17/11/2020
Palavras
são navalhas...
Bia soltou frase meio sem
elaboração pouco antes de se despedir.
― Que significa, Bia? ―
questionou Ruza.
A frase solta ali na ponta da
língua, na ponta da lança, na ponta da lança lançada dentro dela e doía, e
dolorida, não encontrasse palavra para prosseguir. Eco a ecoar garganta afora,
a exprimir a verdadeira intenção, mas não. Calou-se.
― Questões com Josué andam me incomodando.
Deixa pra lá. Não vale a pena tocar no assunto depois desse trabalho que
tivemos pelo povoado. Vai descansar. Amanhã tem suas obrigações. E eu as
minhas.
― Deixa de ser besta, mulher, vai,
põe pra fora essa nódoa.
Um casal aos gritos a alguma
distância e de repente o homem estapeia a mulher que não reage, escondendo
rosto, escora numa mureta, e solta verbo contra ele. O rapaz larga a moça
choramingando e caminha de encontro ao saco de lixo e chuta, depois é a vez do
cão distraído farejando num canto, que saiu ganindo, abre e fecha cancela
tomado de fúria e se ouve o barulhão.
― É o Oswaldo, Bia, seu vizinho?
Vamos ver se a moça está bem?
Bia e Ruza a passos largos ofereceram
ajuda. A moça ainda em lágrimas, que ao limpar o rosto com costas da mão manchou
de maquiagem. As palavras entaladas na garganta, palavras mudas. Ameaçou abrir
a boca e desistiu. Abanou cabeça e ao invés de entrar em casa do namorado,
caminhou direção ao mar. Estranho era observar que os dois estavam sem máscara.

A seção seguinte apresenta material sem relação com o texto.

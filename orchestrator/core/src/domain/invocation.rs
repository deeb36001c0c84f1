// Copyright (c) 2026 100monkeys.ai
// SPDX-License-Identifier: AGPL-3.0
//! # Agent Invocation Records
//!
//! One [`InvocationRecord`] is written per attempt at running an agent. It is
//! created when the attempt starts and finalized exactly once with its
//! outcome; after that it is never mutated.
//!
//! Attempts that belong to the same workflow step share an
//! [`InvocationKey`]. The key is derived deterministically from the task id
//! and the step name, so a worker that picks up a redelivered task computes
//! the same key and can find the already-finalized result instead of running
//! the agent (and its side effects) a second time.

use chrono::{DateTime, Utc};
use serde::{Deserialize, Serialize};
use std::fmt;
use std::str::FromStr;
use thiserror::Error;
use uuid::Uuid;

use crate::domain::agent::{AgentOutcome, OutcomeReason};
use crate::domain::task::TaskId;

/// Namespace for deterministic invocation keys (UUIDv5).
const INVOCATION_NAMESPACE: Uuid = Uuid::from_u128(0x6f1c_9a2e_4b7d_5e30_8c41_d2a9_17b3_e605);

#[derive(Debug, Clone, Copy, PartialEq, Eq, Hash, Serialize, Deserialize)]
pub struct RecordId(pub Uuid);

impl RecordId {
    pub fn new() -> Self {
        Self(Uuid::new_v4())
    }
}

impl Default for RecordId {
    fn default() -> Self {
        Self::new()
    }
}

impl fmt::Display for RecordId {
    fn fmt(&self, f: &mut fmt::Formatter<'_>) -> fmt::Result {
        write!(f, "{}", self.0)
    }
}

/// Stable identity of one workflow step of one task.
#[derive(Debug, Clone, Copy, PartialEq, Eq, Hash, Serialize, Deserialize)]
pub struct InvocationKey(pub Uuid);

impl InvocationKey {
    pub fn for_step(task_id: TaskId, step: &str) -> Self {
        let name = format!("{}/{}", task_id, step);
        Self(Uuid::new_v5(&INVOCATION_NAMESPACE, name.as_bytes()))
    }

    /// Key for agent runs that are not tied to a task (scheduled agents).
    pub fn ad_hoc() -> Self {
        Self(Uuid::new_v4())
    }
}

impl fmt::Display for InvocationKey {
    fn fmt(&self, f: &mut fmt::Formatter<'_>) -> fmt::Result {
        write!(f, "{}", self.0)
    }
}

#[derive(Debug, Clone, Copy, PartialEq, Eq, Hash, PartialOrd, Ord, Serialize, Deserialize)]
#[serde(rename_all = "lowercase")]
pub enum AgentRole {
    Sentinel,
    Investigator,
    Surgeon,
    Analyst,
    Clerk,
}

impl AgentRole {
    pub fn as_str(&self) -> &'static str {
        match self {
            AgentRole::Sentinel => "sentinel",
            AgentRole::Investigator => "investigator",
            AgentRole::Surgeon => "surgeon",
            AgentRole::Analyst => "analyst",
            AgentRole::Clerk => "clerk",
        }
    }
}

impl fmt::Display for AgentRole {
    fn fmt(&self, f: &mut fmt::Formatter<'_>) -> fmt::Result {
        f.write_str(self.as_str())
    }
}

impl FromStr for AgentRole {
    type Err = String;

    fn from_str(s: &str) -> Result<Self, Self::Err> {
        match s {
            "sentinel" => Ok(AgentRole::Sentinel),
            "investigator" => Ok(AgentRole::Investigator),
            "surgeon" => Ok(AgentRole::Surgeon),
            "analyst" => Ok(AgentRole::Analyst),
            "clerk" => Ok(AgentRole::Clerk),
            other => Err(format!("unknown agent role '{}'", other)),
        }
    }
}

/// Final result of one attempt.
#[derive(Debug, Clone, PartialEq, Serialize, Deserialize)]
#[serde(tag = "status", rename_all = "snake_case")]
pub enum InvocationOutcome {
    Completed { outcome: AgentOutcome },
    TimedOut { after_ms: u64 },
}

impl InvocationOutcome {
    pub fn label(&self) -> &'static str {
        match self {
            InvocationOutcome::Completed { outcome } => outcome.label(),
            InvocationOutcome::TimedOut { .. } => "timed_out",
        }
    }

    pub fn agent_outcome(&self) -> Option<&AgentOutcome> {
        match self {
            InvocationOutcome::Completed { outcome } => Some(outcome),
            InvocationOutcome::TimedOut { .. } => None,
        }
    }

    pub fn failure_reason(&self) -> Option<&OutcomeReason> {
        self.agent_outcome().and_then(AgentOutcome::reason)
    }
}

#[derive(Debug, Clone, PartialEq, Error)]
pub enum InvocationError {
    #[error("Invocation record {0} is already finalized")]
    AlreadyFinalized(RecordId),
}

#[derive(Debug, Clone, PartialEq, Serialize, Deserialize)]
pub struct InvocationRecord {
    pub id: RecordId,
    pub invocation_key: InvocationKey,
    #[serde(default, skip_serializing_if = "Option::is_none")]
    pub task_id: Option<TaskId>,
    pub role: AgentRole,
    /// 1-based attempt number within the invocation key.
    pub attempt: u32,
    pub input: serde_json::Value,
    #[serde(default, skip_serializing_if = "Option::is_none")]
    pub outcome: Option<InvocationOutcome>,
    pub started_at: DateTime<Utc>,
    #[serde(default, skip_serializing_if = "Option::is_none")]
    pub finished_at: Option<DateTime<Utc>>,
    #[serde(default, skip_serializing_if = "Option::is_none")]
    pub duration_ms: Option<u64>,
}

impl InvocationRecord {
    pub fn start(
        invocation_key: InvocationKey,
        task_id: Option<TaskId>,
        role: AgentRole,
        attempt: u32,
        input: serde_json::Value,
    ) -> Self {
        Self {
            id: RecordId::new(),
            invocation_key,
            task_id,
            role,
            attempt,
            input,
            outcome: None,
            started_at: Utc::now(),
            finished_at: None,
            duration_ms: None,
        }
    }

    pub fn is_finalized(&self) -> bool {
        self.outcome.is_some()
    }

    pub fn finalize(&mut self, outcome: InvocationOutcome) -> Result<(), InvocationError> {
        if self.is_finalized() {
            return Err(InvocationError::AlreadyFinalized(self.id));
        }
        let finished_at = Utc::now();
        let elapsed = (finished_at - self.started_at).num_milliseconds().max(0) as u64;
        self.outcome = Some(outcome);
        self.finished_at = Some(finished_at);
        self.duration_ms = Some(elapsed);
        Ok(())
    }

    /// Finalized with an agent answer (not a timeout). Only these results
    /// may be reused when the same step is re-run.
    pub fn is_reusable(&self) -> bool {
        matches!(self.outcome, Some(InvocationOutcome::Completed { .. }))
    }

    /// Finalized successful Investigator record, the only valid basis for a
    /// state-changing action.
    pub fn is_root_cause_record(&self) -> bool {
        self.role == AgentRole::Investigator
            && matches!(
                self.outcome,
                Some(InvocationOutcome::Completed { outcome: AgentOutcome::Success(_) })
            )
    }
}

#[cfg(test)]
mod tests {
    use super::*;
    use crate::domain::agent::{AgentOutcome, OutcomeReason};

    #[test]
    fn invocation_key_is_deterministic_per_step() {
        let task = TaskId::new();
        assert_eq!(InvocationKey::for_step(task, "investigate"), InvocationKey::for_step(task, "investigate"));
        assert_ne!(InvocationKey::for_step(task, "investigate"), InvocationKey::for_step(task, "remediate"));
        assert_ne!(
            InvocationKey::for_step(task, "investigate"),
            InvocationKey::for_step(TaskId::new(), "investigate")
        );
    }

    #[test]
    fn record_finalizes_once() {
        let mut record = InvocationRecord::start(
            InvocationKey::ad_hoc(),
            None,
            AgentRole::Analyst,
            1,
            serde_json::json!({}),
        );
        assert!(!record.is_finalized());
        record
            .finalize(InvocationOutcome::Completed {
                outcome: AgentOutcome::Failure(OutcomeReason::general("no data")),
            })
            .unwrap();
        assert!(record.is_finalized());
        assert!(record.duration_ms.is_some());
        let err = record.finalize(InvocationOutcome::TimedOut { after_ms: 10 }).unwrap_err();
        assert_eq!(err, InvocationError::AlreadyFinalized(record.id));
    }

    #[test]
    fn timed_out_records_are_not_reusable() {
        let mut record = InvocationRecord::start(
            InvocationKey::ad_hoc(),
            None,
            AgentRole::Investigator,
            1,
            serde_json::Value::Null,
        );
        record.finalize(InvocationOutcome::TimedOut { after_ms: 5 }).unwrap();
        assert!(!record.is_reusable());
        assert!(!record.is_root_cause_record());
    }
}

― Até hoje ter homem assim é
inacreditável, e ainda pior é mulher aceitar. Ah, não, esse tipo de homem não
merece nada da gente.
― Vamos lá em casa, Ruza, toma
uma cervejinha comigo. Topa?
― Bia, você viu aquilo? ah não,
tem mulher idiota demais, eu não aguento isso. As pessoas antes falavam pra
gente não se meter em briga de casal, mas tais situações exigem da gente se
intrometer, sim, porque senão, a violência se expande. Fizemos o possível. ― As
duas retornaram uma casa, até portão de Bia. ― A cervejinha fica pra outra
hora, o pique se foi, Zé e as meninas já devem estar em casa.
Rosária se despediu. Bia ficou parada no portão, observando o gingado, a cintura marcada pelo bermudão azul, as pernas torneadas, imaginando se Ruza seria a que Josué comentou, ou seria uma das outras duas amigas? Não deveria ter trazido à baila tal assunto, que ideia minha, parece que não consigo segurar a raiva. Mas as meninas não têm culpa, é coisa da cabeça dele. Vou dar jeito de descobrir.